Exercise description:
What lines of the material hold the string "Failed"? Pull each of them out.

(Stored data Opens)

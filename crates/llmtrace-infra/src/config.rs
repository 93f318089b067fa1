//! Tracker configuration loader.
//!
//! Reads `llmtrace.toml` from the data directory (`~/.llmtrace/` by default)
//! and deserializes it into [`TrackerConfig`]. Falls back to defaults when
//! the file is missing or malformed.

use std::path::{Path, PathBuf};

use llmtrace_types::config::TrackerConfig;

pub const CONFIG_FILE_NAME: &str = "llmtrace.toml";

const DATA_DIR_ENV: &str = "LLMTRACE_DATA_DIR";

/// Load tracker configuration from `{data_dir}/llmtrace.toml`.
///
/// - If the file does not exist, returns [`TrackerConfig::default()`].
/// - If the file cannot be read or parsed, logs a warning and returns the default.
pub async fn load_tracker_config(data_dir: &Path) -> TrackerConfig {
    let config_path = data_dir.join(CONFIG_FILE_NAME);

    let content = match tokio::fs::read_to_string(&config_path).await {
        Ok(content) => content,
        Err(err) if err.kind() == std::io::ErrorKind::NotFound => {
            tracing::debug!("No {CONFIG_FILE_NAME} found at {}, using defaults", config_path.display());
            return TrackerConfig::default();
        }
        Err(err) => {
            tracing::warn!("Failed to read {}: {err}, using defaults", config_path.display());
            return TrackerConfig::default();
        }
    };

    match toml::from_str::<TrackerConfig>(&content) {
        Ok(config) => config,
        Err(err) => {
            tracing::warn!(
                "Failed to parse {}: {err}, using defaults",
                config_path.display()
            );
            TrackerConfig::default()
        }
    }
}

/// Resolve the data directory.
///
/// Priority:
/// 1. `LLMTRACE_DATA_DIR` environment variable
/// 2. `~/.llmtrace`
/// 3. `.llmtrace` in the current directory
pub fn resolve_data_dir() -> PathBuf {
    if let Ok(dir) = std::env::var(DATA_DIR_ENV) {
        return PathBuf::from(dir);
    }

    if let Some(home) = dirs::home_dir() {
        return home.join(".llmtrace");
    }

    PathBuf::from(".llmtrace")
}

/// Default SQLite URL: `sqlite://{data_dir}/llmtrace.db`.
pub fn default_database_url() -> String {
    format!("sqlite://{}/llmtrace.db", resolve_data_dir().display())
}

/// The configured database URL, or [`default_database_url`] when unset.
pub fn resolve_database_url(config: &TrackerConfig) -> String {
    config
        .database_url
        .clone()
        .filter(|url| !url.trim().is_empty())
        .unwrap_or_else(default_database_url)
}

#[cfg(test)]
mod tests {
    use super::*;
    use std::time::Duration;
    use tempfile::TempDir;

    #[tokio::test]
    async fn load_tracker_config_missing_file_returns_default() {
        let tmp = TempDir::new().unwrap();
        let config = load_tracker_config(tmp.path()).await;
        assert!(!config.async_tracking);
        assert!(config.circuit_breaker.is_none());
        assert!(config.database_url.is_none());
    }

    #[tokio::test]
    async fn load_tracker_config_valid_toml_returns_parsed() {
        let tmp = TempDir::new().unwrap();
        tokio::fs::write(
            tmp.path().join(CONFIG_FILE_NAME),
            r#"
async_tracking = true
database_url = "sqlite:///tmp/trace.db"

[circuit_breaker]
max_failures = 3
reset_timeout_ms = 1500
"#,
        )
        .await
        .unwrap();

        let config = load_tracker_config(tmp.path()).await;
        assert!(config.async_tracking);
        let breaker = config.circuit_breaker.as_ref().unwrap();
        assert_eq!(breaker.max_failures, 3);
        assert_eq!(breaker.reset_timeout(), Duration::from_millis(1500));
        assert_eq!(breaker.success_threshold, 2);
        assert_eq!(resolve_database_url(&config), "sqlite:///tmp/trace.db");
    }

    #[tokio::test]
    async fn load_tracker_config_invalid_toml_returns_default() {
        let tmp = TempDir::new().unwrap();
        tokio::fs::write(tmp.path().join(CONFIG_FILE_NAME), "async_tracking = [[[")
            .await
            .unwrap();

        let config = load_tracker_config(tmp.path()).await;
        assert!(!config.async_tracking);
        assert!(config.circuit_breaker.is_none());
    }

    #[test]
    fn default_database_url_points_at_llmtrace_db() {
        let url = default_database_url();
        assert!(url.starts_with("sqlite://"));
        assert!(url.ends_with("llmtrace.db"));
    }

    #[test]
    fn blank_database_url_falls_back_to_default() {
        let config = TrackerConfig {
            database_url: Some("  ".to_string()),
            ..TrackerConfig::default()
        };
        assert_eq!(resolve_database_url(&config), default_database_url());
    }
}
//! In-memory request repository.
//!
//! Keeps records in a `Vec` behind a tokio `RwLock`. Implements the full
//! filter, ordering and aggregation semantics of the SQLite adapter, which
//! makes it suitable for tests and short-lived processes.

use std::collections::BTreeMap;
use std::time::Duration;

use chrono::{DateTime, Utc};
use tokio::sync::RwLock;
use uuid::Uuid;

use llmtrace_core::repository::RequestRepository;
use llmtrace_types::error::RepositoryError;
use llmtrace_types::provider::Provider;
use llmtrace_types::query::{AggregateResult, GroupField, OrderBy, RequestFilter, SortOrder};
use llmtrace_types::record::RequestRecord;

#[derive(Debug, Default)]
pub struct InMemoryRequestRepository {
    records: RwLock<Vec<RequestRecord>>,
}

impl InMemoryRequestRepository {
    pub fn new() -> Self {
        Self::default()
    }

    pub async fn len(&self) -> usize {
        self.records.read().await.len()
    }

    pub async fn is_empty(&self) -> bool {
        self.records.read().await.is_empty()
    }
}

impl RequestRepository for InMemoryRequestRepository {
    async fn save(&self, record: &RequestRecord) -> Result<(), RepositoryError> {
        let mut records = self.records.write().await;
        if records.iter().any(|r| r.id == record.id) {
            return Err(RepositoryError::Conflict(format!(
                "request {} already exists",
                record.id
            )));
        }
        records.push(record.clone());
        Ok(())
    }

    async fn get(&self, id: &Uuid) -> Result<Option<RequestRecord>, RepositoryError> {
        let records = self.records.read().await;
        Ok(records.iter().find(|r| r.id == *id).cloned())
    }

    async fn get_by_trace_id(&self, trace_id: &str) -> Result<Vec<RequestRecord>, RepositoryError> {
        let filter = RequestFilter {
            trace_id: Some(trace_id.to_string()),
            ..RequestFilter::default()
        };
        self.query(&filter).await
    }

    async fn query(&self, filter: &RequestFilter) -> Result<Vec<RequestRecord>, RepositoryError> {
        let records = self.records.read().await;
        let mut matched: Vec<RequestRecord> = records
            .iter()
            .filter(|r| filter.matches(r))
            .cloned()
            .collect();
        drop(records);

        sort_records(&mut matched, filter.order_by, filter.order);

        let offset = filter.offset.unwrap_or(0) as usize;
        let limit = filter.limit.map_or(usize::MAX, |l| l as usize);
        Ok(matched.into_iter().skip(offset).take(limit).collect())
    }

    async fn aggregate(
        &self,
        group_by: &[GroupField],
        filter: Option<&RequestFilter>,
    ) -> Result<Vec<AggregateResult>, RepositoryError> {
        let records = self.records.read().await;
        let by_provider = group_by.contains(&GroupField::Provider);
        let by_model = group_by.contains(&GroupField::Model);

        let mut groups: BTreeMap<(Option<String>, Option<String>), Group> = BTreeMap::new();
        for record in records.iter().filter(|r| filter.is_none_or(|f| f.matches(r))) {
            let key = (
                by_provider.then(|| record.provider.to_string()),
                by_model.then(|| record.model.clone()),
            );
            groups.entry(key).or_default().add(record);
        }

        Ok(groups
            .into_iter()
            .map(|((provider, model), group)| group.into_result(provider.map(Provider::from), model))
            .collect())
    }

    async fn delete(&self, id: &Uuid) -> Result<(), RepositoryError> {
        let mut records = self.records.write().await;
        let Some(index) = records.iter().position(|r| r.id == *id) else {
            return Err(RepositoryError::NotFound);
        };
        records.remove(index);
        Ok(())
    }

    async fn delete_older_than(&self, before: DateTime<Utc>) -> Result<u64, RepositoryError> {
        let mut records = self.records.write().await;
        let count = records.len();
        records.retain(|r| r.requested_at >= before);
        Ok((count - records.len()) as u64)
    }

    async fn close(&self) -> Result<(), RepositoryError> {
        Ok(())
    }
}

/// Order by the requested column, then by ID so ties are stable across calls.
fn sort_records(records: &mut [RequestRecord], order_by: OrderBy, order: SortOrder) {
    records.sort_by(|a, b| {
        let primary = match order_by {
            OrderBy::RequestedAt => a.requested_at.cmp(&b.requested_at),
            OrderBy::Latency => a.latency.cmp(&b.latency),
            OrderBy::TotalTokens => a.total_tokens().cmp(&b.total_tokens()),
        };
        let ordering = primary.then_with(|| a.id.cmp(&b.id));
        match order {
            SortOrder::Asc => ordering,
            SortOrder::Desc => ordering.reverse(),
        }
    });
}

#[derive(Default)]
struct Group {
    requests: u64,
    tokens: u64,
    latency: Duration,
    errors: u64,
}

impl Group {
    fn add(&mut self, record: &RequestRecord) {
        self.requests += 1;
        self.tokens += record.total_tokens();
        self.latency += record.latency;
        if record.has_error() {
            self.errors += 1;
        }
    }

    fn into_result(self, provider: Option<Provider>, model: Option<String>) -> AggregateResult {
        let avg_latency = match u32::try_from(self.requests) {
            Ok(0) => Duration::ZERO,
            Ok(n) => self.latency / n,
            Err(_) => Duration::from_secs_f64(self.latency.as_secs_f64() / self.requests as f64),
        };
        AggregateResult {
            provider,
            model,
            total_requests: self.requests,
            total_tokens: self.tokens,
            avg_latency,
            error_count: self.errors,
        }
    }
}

(Stored data Closes)

Exercise result:
            tracing::warn!("Failed to read {}: {err}, using defaults", config_path.display());
                "Failed to parse {}: {err}, using defaults",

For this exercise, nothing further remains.